Balance ton porc
Face aux larmes de sa compagne, Richard rétorque sans sourciller « Tu es une si belle allumeuse qu’il est difficile de résister à l’envie de te violer ». Regards lubriques, gestes et remarques sans vergogne, les trois archétypes masculins méritent bien de figurer en tête de liste du célèbre hashtag qui mène actuellement la vie dure aux machistes de tout poil. De quoi légitimer le sort qui leur est promis. Un gore militant ? Un Get Out (Jordan Peele, 2017) féministe ? Pas vraiment. Coralie Fargeat charge également sa Lolita. Une bimbo peu en reste coté provoc. En matière d’exhibition la parité est respectée, le sculptural Richard n’est guerre embarrassé par sa nudité, même lorsqu’il doit courir avec un flingue à la main.

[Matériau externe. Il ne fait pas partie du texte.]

//! Server configuration types and defaults.
//!
//! This module contains the server configuration structure and default values
//! used to initialize the calculator server.

use std::net::SocketAddr;
use std::time::Duration;

/// Default cap on simultaneously active sessions.
pub const DEFAULT_MAX_SESSIONS: usize = 99_999;

/// Default upper bound on how long the admission loop waits before re-checking
/// the shutdown flag.
pub const DEFAULT_POLL_INTERVAL_MS: u64 = 1_000;

/// Default listen backlog passed to `listen(2)`.
pub const DEFAULT_BACKLOG: i32 = 1_024;

/// Default longest request line in bytes, terminator excluded.
pub const DEFAULT_MAX_LINE_LENGTH: usize = 1_024;

/// Configuration structure for the calculator server.
#[derive(Debug, Clone)]
pub struct ServerConfig {
    /// The socket address to bind the server to
    pub bind_address: SocketAddr,

    /// Maximum number of sessions that may be active at once. Connections
    /// beyond this wait to be admitted rather than being rejected.
    pub max_sessions: usize,

    /// Idle timeout per session in seconds; `0` disables it and lets a silent
    /// client hold its slot indefinitely
    pub connection_timeout: u64,

    /// Accept-wait bound in milliseconds
    pub poll_interval_ms: u64,

    /// Listen backlog for the bound socket
    pub backlog: i32,

    /// Longest request line a session buffers; longer lines are answered
    /// with `Error` and skipped
    pub max_line_length: usize,
}

impl ServerConfig {
    /// Creates a configuration bound to `bind_address` with all other
    /// settings at their defaults.
    pub fn new(bind_address: SocketAddr) -> Self {
        Self {
            bind_address,
            ..Default::default()
        }
    }

    /// The idle timeout as a `Duration`, or `None` when disabled.
    pub fn idle_timeout(&self) -> Option<Duration> {
        (self.connection_timeout > 0).then(|| Duration::from_secs(self.connection_timeout))
    }

    pub fn poll_interval(&self) -> Duration {
        Duration::from_millis(self.poll_interval_ms.max(1))
    }
}

impl Default for ServerConfig {
    fn default() -> Self {
        Self {
            bind_address: SocketAddr::from(([0, 0, 0, 0], 0)),
            max_sessions: DEFAULT_MAX_SESSIONS,
            connection_timeout: 0,
            poll_interval_ms: DEFAULT_POLL_INTERVAL_MS,
            backlog: DEFAULT_BACKLOG,
            max_line_length: DEFAULT_MAX_LINE_LENGTH,
        }
    }
}
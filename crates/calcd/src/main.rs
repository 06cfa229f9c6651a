//! Calculator server entry point.
//!
//! Parses the command line, loads configuration, initializes logging and runs
//! the server until a `shutdown` command or termination signal has been
//! received and every session has drained.

mod cli;
mod config;
mod logging;
mod signals;

use anyhow::{anyhow, Context};
use calc_server::CalcServer;
use clap::Parser;
use cli::Args;
use config::AppConfig;
use tracing::{error, info, warn};

#[tokio::main(flavor = "multi_thread")]
async fn main() {
    let args = Args::parse();

    if let Err(e) = run(args).await {
        error!("❌ Server error: {:#}", e);
        eprintln!("Error: {e:#}");
        std::process::exit(1);
    }
}

async fn run(args: Args) -> anyhow::Result<()> {
    let mut config = match &args.config {
        Some(path) => AppConfig::load_from_file(path).await?,
        None => AppConfig::default(),
    };
    config.apply_overrides(&args);
    config
        .validate()
        .map_err(|e| anyhow!("Configuration validation failed: {e}"))?;

    logging::setup_logging(&config.logging)?;
    info!("Starting calcd v{}", env!("CARGO_PKG_VERSION"));

    let server = CalcServer::new(config.to_server_config(args.address));
    let listener = server
        .bind()
        .with_context(|| format!("Failed to listen on {}", args.address))?;

    if let Err(e) = signals::install(server.shutdown_signal()) {
        warn!("Signal handling unavailable: {}", e);
    }

    server.serve(listener).await?;
    info!("👋 calcd shutdown complete");
    Ok(())
}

C’est avec plaisir que la caméra se charge de détailler les atouts physiques. D’une façon plus générale, Fargeat s’est visiblement bien amusée dans son travail de composition (plus particulièrement lors des scènes d’intérieur). Du très gros plan dérangeant, aux filtres couleurs malicieux, en passant par les reflets en forme de clin d’œil, nul doute que le story-board fut des plus minutieux. Une esthétique qui emprunte ses codes au Comic Strip, avec des Bang ! Splash ! qui résonnent plus fort que nature. Niveau décors, deux terrains de jeu sans limites pour faire cache-cache : l’immense villa de rêve et l’inhospitalière zone désertique de canyons.
Sang frais
Les mutilations sont d’un réalisme qui a de quoi tirer au cœur. Saupoudré d’une bonne dose d’humour, ce trash pur et dur ravira les nombreux amateurs du genre. A ce titre, la scène de chirurgie reconstructive, à l’aide une cannette de bière, mérite à elle seule le détour. Après Grave (Julia Ducournau), l’an passé, la jeune génération, qui plus est féminine, ne manque pas d’audace. Une bonne nouvelle pour le cinéma de genre français. Si l’action proprement dite ne brille pas par son originalité, Coralie Fargeat en maîtrise parfaitement les ressorts. Certes, la fin tire quelque peu en longueur mais l’ennuie n’a pas le temps de s’installer. Mais voilà, il y a une tache indélébile qui vient contrarier notre plaisir. Le jeu des trois acteurs masculins sonne indéniablement faux. Dès qu’ils ouvrent la bouche, difficile d’être terrorisé par leurs menaces, ou de rire aux répliques clamées au second degré. Une distance se crée alors avec un récit qui perd une bonne partie de sa dimension corrosive. Néanmoins, voici une réalisatrice à découvrir et surtout à suivre.